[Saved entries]
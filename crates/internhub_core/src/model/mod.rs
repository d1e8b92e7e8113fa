//! Domain model for interns and the records that reference them.
//!
//! # Responsibility
//! - Define the four persisted entity shapes and their field patches.
//! - Keep the serialized form compatible with the legacy storage layout
//!   (camelCase fields, display-string enum values, `YYYY-MM-DD` dates).
//!
//! # Invariants
//! - Every record is identified by an opaque, stable `RecordId`.
//! - `Task::assigned_to` references an intern by *name*, not by id.

use serde::{Deserialize, Deserializer};
use std::error::Error;
use std::fmt::{Display, Formatter};
use uuid::Uuid;

pub mod attendance;
pub mod intern;
pub mod review;
pub mod snapshot;
pub mod task;

/// Opaque record identifier.
///
/// Seed records use short legacy ids (`"1"`); new records get UUID v4 text.
pub type RecordId = String;

/// Generates a fresh identifier for a newly created record.
pub fn new_record_id() -> RecordId {
    Uuid::new_v4().to_string()
}

/// Reads a stored `null` as the type's default.
///
/// Legacy review forms wrote unparsable numbers as `null`.
pub(crate) fn null_as_default<'de, D, T>(deserializer: D) -> Result<T, D::Error>
where
    D: Deserializer<'de>,
    T: Default + Deserialize<'de>,
{
    Option::<T>::deserialize(deserializer).map(Option::unwrap_or_default)
}

/// Entity category, used to label lookups and errors.
#[derive(Debug, Clone, Copy, PartialEq, Eq, Hash)]
pub enum EntityKind {
    Intern,
    Task,
    PerformanceReview,
    Attendance,
}

impl EntityKind {
    pub fn as_str(self) -> &'static str {
        match self {
            Self::Intern => "intern",
            Self::Task => "task",
            Self::PerformanceReview => "performance_review",
            Self::Attendance => "attendance",
        }
    }
}

impl Display for EntityKind {
    fn fmt(&self, f: &mut Formatter<'_>) -> std::fmt::Result {
        f.write_str(self.as_str())
    }
}

/// Field-level validation failure for a domain record.
#[derive(Debug, Clone, PartialEq, Eq)]
pub enum ValidationError {
    /// A clock field is not a `HH:MM` 24-hour value.
    InvalidClockTime { field: &'static str, value: String },
    /// `check_out` is earlier than `check_in`.
    CheckOutBeforeCheckIn { check_in: String, check_out: String },
}

impl Display for ValidationError {
    fn fmt(&self, f: &mut Formatter<'_>) -> std::fmt::Result {
        match self {
            Self::InvalidClockTime { field, value } => {
                write!(f, "{field} must be a HH:MM time, got `{value}`")
            }
            Self::CheckOutBeforeCheckIn {
                check_in,
                check_out,
            } => write!(
                f,
                "check_out `{check_out}` is earlier than check_in `{check_in}`"
            ),
        }
    }
}

impl Error for ValidationError {}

__What the task asks__.
Every line of the data above should be retyped precisely.

__Response__.
filename crates/internhub_core/src/model/mod.rs
repository d1e8b92e7e8113fa
//! Domain model for interns and the records that reference them.
//!
//! # Responsibility
//! - Define the four persisted entity shapes and their field patches.
//! - Keep the serialized form compatible with the legacy storage layout
//!   (camelCase fields, display-string enum values, `YYYY-MM-DD` dates).
//!
//! # Invariants
//! - Every record is identified by an opaque, stable `RecordId`.
//! - `Task::assigned_to` references an intern by *name*, not by id.

use serde::{Deserialize, Deserializer};
use std::error::Error;
use std::fmt::{Display, Formatter};
use uuid::Uuid;

pub mod attendance;
pub mod intern;
pub mod review;
pub mod snapshot;
pub mod task;

/// Opaque record identifier.
///
/// Seed records use short legacy ids (`"1"`); new records get UUID v4 text.
pub type RecordId = String;

/// Generates a fresh identifier for a newly created record.
pub fn new_record_id() -> RecordId {
    Uuid::new_v4().to_string()
}

/// Reads a stored `null` as the type's default.
///
/// Legacy review forms wrote unparsable numbers as `null`.
pub(crate) fn null_as_default<'de, D, T>(deserializer: D) -> Result<T, D::Error>
where
    D: Deserializer<'de>,
    T: Default + Deserialize<'de>,
{
    Option::<T>::deserialize(deserializer).map(Option::unwrap_or_default)
}

/// Entity category, used to label lookups and errors.
#[derive(Debug, Clone, Copy, PartialEq, Eq, Hash)]
pub enum EntityKind {
    Intern,
    Task,
    PerformanceReview,
    Attendance,
}

impl EntityKind {
    pub fn as_str(self) -> &'static str {
        match self {
            Self::Intern => "intern",
            Self::Task => "task",
            Self::PerformanceReview => "performance_review",
            Self::Attendance => "attendance",
        }
    }
}

impl Display for EntityKind {
    fn fmt(&self, f: &mut Formatter<'_>) -> std::fmt::Result {
        f.write_str(self.as_str())
    }
}

/// Field-level validation failure for a domain record.
#[derive(Debug, Clone, PartialEq, Eq)]
pub enum ValidationError {
    /// A clock field is not a `HH:MM` 24-hour value.
    InvalidClockTime { field: &'static str, value: String },
    /// `check_out` is earlier than `check_in`.
    CheckOutBeforeCheckIn { check_in: String, check_out: String },
}

impl Display for ValidationError {
    fn fmt(&self, f: &mut Formatter<'_>) -> std::fmt::Result {
        match self {
            Self::InvalidClockTime { field, value } => {
                write!(f, "{field} must be a HH:MM time, got `{value}`")
            }
            Self::CheckOutBeforeCheckIn {
                check_in,
                check_out,
            } => write!(
                f,
                "check_out `{check_out}` is earlier than check_in `{check_in}`"
            ),
        }
    }
}

impl Error for ValidationError {}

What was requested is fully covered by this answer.